→ INSTRUCTIONS FOR THE TASK: Each line that contains the word "SagaRepository" is to be copied from the records below.
*** Opening of SUPPLIED RECORDS ***
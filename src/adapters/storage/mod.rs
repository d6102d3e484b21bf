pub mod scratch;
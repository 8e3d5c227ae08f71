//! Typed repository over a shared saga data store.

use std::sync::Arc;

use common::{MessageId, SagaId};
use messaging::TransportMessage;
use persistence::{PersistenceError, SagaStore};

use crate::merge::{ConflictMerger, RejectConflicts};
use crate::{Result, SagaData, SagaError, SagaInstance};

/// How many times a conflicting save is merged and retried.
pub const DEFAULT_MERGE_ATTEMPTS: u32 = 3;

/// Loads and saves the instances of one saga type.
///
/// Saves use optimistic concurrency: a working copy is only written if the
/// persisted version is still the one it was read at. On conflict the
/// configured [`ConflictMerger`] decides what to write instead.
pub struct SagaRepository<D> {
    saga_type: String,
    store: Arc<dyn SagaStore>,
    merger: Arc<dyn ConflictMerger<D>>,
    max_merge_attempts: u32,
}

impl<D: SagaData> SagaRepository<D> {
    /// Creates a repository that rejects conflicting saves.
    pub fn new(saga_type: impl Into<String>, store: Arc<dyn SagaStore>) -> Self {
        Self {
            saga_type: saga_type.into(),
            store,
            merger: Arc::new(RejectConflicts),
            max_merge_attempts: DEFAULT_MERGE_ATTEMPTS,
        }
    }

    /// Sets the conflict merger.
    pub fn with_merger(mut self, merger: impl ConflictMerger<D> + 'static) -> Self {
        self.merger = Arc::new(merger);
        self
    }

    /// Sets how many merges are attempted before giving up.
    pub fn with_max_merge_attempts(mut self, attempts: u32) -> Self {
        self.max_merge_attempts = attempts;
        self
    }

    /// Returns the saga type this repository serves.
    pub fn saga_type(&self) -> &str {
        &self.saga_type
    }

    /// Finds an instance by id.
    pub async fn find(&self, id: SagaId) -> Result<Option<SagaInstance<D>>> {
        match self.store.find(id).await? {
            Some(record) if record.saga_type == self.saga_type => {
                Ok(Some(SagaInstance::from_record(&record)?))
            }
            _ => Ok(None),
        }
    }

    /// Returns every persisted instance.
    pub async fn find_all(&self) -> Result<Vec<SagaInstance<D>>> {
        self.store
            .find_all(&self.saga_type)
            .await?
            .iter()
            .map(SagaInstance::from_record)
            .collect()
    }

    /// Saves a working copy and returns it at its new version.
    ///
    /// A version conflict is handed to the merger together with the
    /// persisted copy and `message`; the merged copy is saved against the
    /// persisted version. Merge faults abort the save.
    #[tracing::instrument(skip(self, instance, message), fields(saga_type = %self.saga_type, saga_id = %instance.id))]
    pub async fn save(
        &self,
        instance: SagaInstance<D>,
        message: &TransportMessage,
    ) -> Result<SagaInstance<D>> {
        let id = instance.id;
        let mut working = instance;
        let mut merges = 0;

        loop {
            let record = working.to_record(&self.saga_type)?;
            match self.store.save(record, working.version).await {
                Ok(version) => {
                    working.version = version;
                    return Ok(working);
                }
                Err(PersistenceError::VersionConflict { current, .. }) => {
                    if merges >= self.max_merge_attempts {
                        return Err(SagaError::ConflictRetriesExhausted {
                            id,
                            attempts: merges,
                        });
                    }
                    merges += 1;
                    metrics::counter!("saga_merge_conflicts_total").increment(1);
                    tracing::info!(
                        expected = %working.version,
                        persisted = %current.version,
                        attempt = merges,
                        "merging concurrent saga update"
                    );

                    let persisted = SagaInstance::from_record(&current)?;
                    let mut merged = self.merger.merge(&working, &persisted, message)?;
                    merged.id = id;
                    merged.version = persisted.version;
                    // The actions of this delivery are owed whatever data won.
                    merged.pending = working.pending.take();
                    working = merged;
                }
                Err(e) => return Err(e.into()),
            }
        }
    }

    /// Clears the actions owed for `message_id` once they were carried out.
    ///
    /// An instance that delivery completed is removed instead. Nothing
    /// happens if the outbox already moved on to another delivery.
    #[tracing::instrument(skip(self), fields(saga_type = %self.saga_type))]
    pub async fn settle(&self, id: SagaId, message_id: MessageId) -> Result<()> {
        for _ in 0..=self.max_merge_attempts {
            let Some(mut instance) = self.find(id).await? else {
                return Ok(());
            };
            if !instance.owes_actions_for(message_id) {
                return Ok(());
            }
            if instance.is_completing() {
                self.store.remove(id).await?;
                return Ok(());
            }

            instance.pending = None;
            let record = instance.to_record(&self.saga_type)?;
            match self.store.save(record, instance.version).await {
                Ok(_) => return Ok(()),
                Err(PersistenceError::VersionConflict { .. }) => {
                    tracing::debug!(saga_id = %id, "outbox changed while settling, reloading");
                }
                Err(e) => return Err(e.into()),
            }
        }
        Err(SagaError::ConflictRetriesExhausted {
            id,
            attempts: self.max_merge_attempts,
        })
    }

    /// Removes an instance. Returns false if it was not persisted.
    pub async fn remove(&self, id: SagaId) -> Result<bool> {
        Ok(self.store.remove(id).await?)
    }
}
*** Close of SUPPLIED RECORDS ***
→ RESPONSE:
pub struct SagaRepository<D> {
impl<D: SagaData> SagaRepository<D> {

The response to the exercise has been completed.